[WHAT YOU NEED TO DO]
Scan the records that follow, and whenever a line has the word "caps", copy it.

***** INFORMATION

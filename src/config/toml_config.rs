use crate::config::{DEFAULT_ARCHIVE_NAME, OUTPUT_FORMATS};
use crate::core::analytics::DEFAULT_TOP_PRODUCTS;
use crate::config::supported_input_extensions;
use crate::core::ConfigProvider;
use crate::domain::model::WorkbookLayout;
use crate::utils::error::{EtlError, Result};
use crate::utils::validation::{self, Validate};
use regex::Regex;
use serde::{Deserialize, Serialize};
use std::path::Path;
use std::sync::LazyLock;

static ENV_VAR: LazyLock<Regex> =
    LazyLock::new(|| Regex::new(r"\$\{([^}]+)\}").expect("static regex"));

#[derive(Debug, Clone, Serialize, Deserialize)]
pub struct TomlConfig {
    pub pipeline: PipelineConfig,
    pub source: SourceConfig,
    #[serde(default)]
    pub transform: TransformConfig,
    #[serde(default)]
    pub analytics: AnalyticsConfig,
    pub load: LoadConfig,
    pub monitoring: Option<MonitoringConfig>,
}

#[derive(Debug, Clone, Serialize, Deserialize)]
pub struct PipelineConfig {
    pub name: String,
    pub description: Option<String>,
    pub version: String,
}

#[derive(Debug, Clone, Serialize, Deserialize)]
pub struct SourceConfig {
    /// 可由命令列 --input 覆蓋
    pub path: Option<String>,
    pub delimiter: Option<String>,
    pub has_header: Option<bool>,
    /// 只對 .xlsx/.xls/.ods 有效
    pub sheet_layout: Option<WorkbookLayout>,
}

#[derive(Debug, Clone, Default, Serialize, Deserialize)]
pub struct TransformConfig {
    pub fold_accents: Option<bool>,
}

#[derive(Debug, Clone, Default, Serialize, Deserialize)]
pub struct AnalyticsConfig {
    pub top_products: Option<usize>,
    pub month: Option<u32>,
}

#[derive(Debug, Clone, Serialize, Deserialize)]
pub struct LoadConfig {
    pub output_path: String,
    pub output_formats: Vec<String>,
    pub archive_name: Option<String>,
}

#[derive(Debug, Clone, Serialize, Deserialize)]
pub struct MonitoringConfig {
    pub enabled: bool,
    pub json_logs: Option<bool>,
}

impl TomlConfig {
    /// 從 TOML 檔案載入配置
    pub fn from_file<P: AsRef<Path>>(path: P) -> Result<Self> {
        let content = std::fs::read_to_string(&path)?;
        Self::from_toml_str(&content)
    }

    /// 從 TOML 字串解析配置
    pub fn from_toml_str(content: &str) -> Result<Self> {
        let processed_content = Self::substitute_env_vars(content);

        toml::from_str(&processed_content).map_err(|e| EtlError::ConfigValidationError {
            field: "toml_parsing".to_string(),
            message: format!("TOML parsing error: {}", e),
        })
    }

    /// 替換環境變數 (例如 ${DATA_DIR})，未定義的保持原樣
    fn substitute_env_vars(content: &str) -> String {
        ENV_VAR
            .replace_all(content, |caps: &regex::Captures| {
                let var_name = &caps[1];
                std::env::var(var_name).unwrap_or_else(|_| format!("${{{}}}", var_name))
            })
            .into_owned()
    }

    /// 驗證配置的合理性
    pub fn validate_config(&self) -> Result<()> {
        let input = validation::validate_required_field("source.path", &self.source.path)?;
        validation::validate_path("source.path", input)?;
        validation::validate_file_extension("source.path", input, &supported_input_extensions())?;

        if let Some(delimiter) = &self.source.delimiter {
            validation::validate_delimiter("source.delimiter", delimiter)?;
        }

        validation::validate_path("load.output_path", &self.load.output_path)?;
        validation::validate_allowed_values(
            "load.output_formats",
            &self.load.output_formats,
            &OUTPUT_FORMATS,
        )?;
        if let Some(name) = &self.load.archive_name {
            validation::validate_non_empty_string("load.archive_name", name)?;
        }

        if let Some(top) = self.analytics.top_products {
            validation::validate_positive_number("analytics.top_products", top, 1)?;
        }
        if let Some(month) = self.analytics.month {
            validation::validate_range("analytics.month", month, 1, 12)?;
        }

        Ok(())
    }

    pub fn monitoring_enabled(&self) -> bool {
        self.monitoring.as_ref().map(|m| m.enabled).unwrap_or(false)
    }

    pub fn json_logs(&self) -> bool {
        self.monitoring
            .as_ref()
            .and_then(|m| m.json_logs)
            .unwrap_or(false)
    }
}

impl ConfigProvider for TomlConfig {
    fn input_path(&self) -> &str {
        self.source.path.as_deref().unwrap_or_default()
    }

    fn output_path(&self) -> &str {
        &self.load.output_path
    }

    fn delimiter(&self) -> u8 {
        self.source
            .delimiter
            .as_deref()
            .and_then(|d| d.as_bytes().first().copied())
            .unwrap_or(b',')
    }

    fn has_header(&self) -> bool {
        self.source.has_header.unwrap_or(true)
    }

    fn workbook_layout(&self) -> WorkbookLayout {
        self.source.sheet_layout.unwrap_or_default()
    }

    fn fold_accents(&self) -> bool {
        self.transform.fold_accents.unwrap_or(false)
    }

    fn top_products_limit(&self) -> usize {
        self.analytics.top_products.unwrap_or(DEFAULT_TOP_PRODUCTS)
    }

    fn month_filter(&self) -> Option<u32> {
        self.analytics.month
    }

    fn output_formats(&self) -> &[String] {
        &self.load.output_formats
    }

    fn archive_name(&self) -> &str {
        self.load.archive_name.as_deref().unwrap_or(DEFAULT_ARCHIVE_NAME)
    }
}

impl Validate for TomlConfig {
    fn validate(&self) -> Result<()> {
        self.validate_config()
    }
}

#[cfg(test)]
mod tests {
    use super::*;
    use std::io::Write;
    use tempfile::NamedTempFile;

    const MINIMAL: &str = r#"
[pipeline]
name = "ventas-mensuales"
version = "1.0.0"

[source]
path = "data/ventas.csv"

[load]
output_path = "./output"
output_formats = ["csv", "json"]
"#;

    #[test]
    fn test_parse_minimal_config_uses_defaults() {
        let config = TomlConfig::from_toml_str(MINIMAL).unwrap();

        assert_eq!(config.pipeline.name, "ventas-mensuales");
        assert_eq!(config.input_path(), "data/ventas.csv");
        assert_eq!(config.delimiter(), b',');
        assert!(config.has_header());
        assert!(!config.fold_accents());
        assert_eq!(config.workbook_layout(), WorkbookLayout::Packed);
        assert_eq!(config.top_products_limit(), DEFAULT_TOP_PRODUCTS);
        assert_eq!(config.month_filter(), None);
        assert_eq!(config.archive_name(), DEFAULT_ARCHIVE_NAME);
        assert!(!config.monitoring_enabled());
        assert!(config.validate().is_ok());
    }

    #[test]
    fn test_parse_full_config() {
        let toml_content = r#"
[pipeline]
name = "ventas"
description = "Reporte trimestral"
version = "2.0"

[source]
path = "ventas.tsv"
delimiter = "\t"
has_header = false
sheet_layout = "rows"

[transform]
fold_accents = true

[analytics]
top_products = 10
month = 3

[load]
output_path = "./reports"
output_formats = ["tsv"]
archive_name = "q1.zip"

[monitoring]
enabled = true
json_logs = true
"#;

        let config = TomlConfig::from_toml_str(toml_content).unwrap();
        assert_eq!(config.delimiter(), b'\t');
        assert!(!config.has_header());
        assert_eq!(config.workbook_layout(), WorkbookLayout::Rows);
        assert!(config.fold_accents());
        assert_eq!(config.top_products_limit(), 10);
        assert_eq!(config.month_filter(), Some(3));
        assert_eq!(config.archive_name(), "q1.zip");
        assert!(config.monitoring_enabled());
        assert!(config.json_logs());
        assert!(config.validate().is_ok());
    }

    #[test]
    fn test_env_var_substitution() {
        std::env::set_var("SALES_ETL_TEST_DATA_DIR", "/srv/data");

        let toml_content = r#"
[pipeline]
name = "test"
version = "1.0"

[source]
path = "${SALES_ETL_TEST_DATA_DIR}/ventas.csv"

[load]
output_path = "${SALES_ETL_TEST_UNDEFINED}"
output_formats = ["csv"]
"#;

        let config = TomlConfig::from_toml_str(toml_content).unwrap();
        assert_eq!(config.input_path(), "/srv/data/ventas.csv");
        assert_eq!(config.output_path(), "${SALES_ETL_TEST_UNDEFINED}");

        std::env::remove_var("SALES_ETL_TEST_DATA_DIR");
    }

    #[test]
    fn test_config_validation() {
        let mut config = TomlConfig::from_toml_str(MINIMAL).unwrap();
        config.analytics.month = Some(13);
        assert!(config.validate().is_err());

        let mut config = TomlConfig::from_toml_str(MINIMAL).unwrap();
        config.source.path = None;
        assert!(matches!(
            config.validate(),
            Err(EtlError::MissingConfigError { .. })
        ));

        let mut config = TomlConfig::from_toml_str(MINIMAL).unwrap();
        config.load.output_formats = vec!["xlsx".to_string()];
        assert!(config.validate().is_err());
    }

    #[test]
    fn test_invalid_toml_is_config_error() {
        let err = TomlConfig::from_toml_str("[pipeline\nname = ").unwrap_err();
        assert!(matches!(err, EtlError::ConfigValidationError { .. }));
    }

    #[test]
    fn test_config_from_file() {
        let mut temp_file = NamedTempFile::new().unwrap();
        temp_file.write_all(MINIMAL.as_bytes()).unwrap();

        let config = TomlConfig::from_file(temp_file.path()).unwrap();
        assert_eq!(config.pipeline.name, "ventas-mensuales");
    }
}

**********

[RESULT OF THIS EXERCISE]
            .replace_all(content, |caps: &regex::Captures| {
                let var_name = &caps[1];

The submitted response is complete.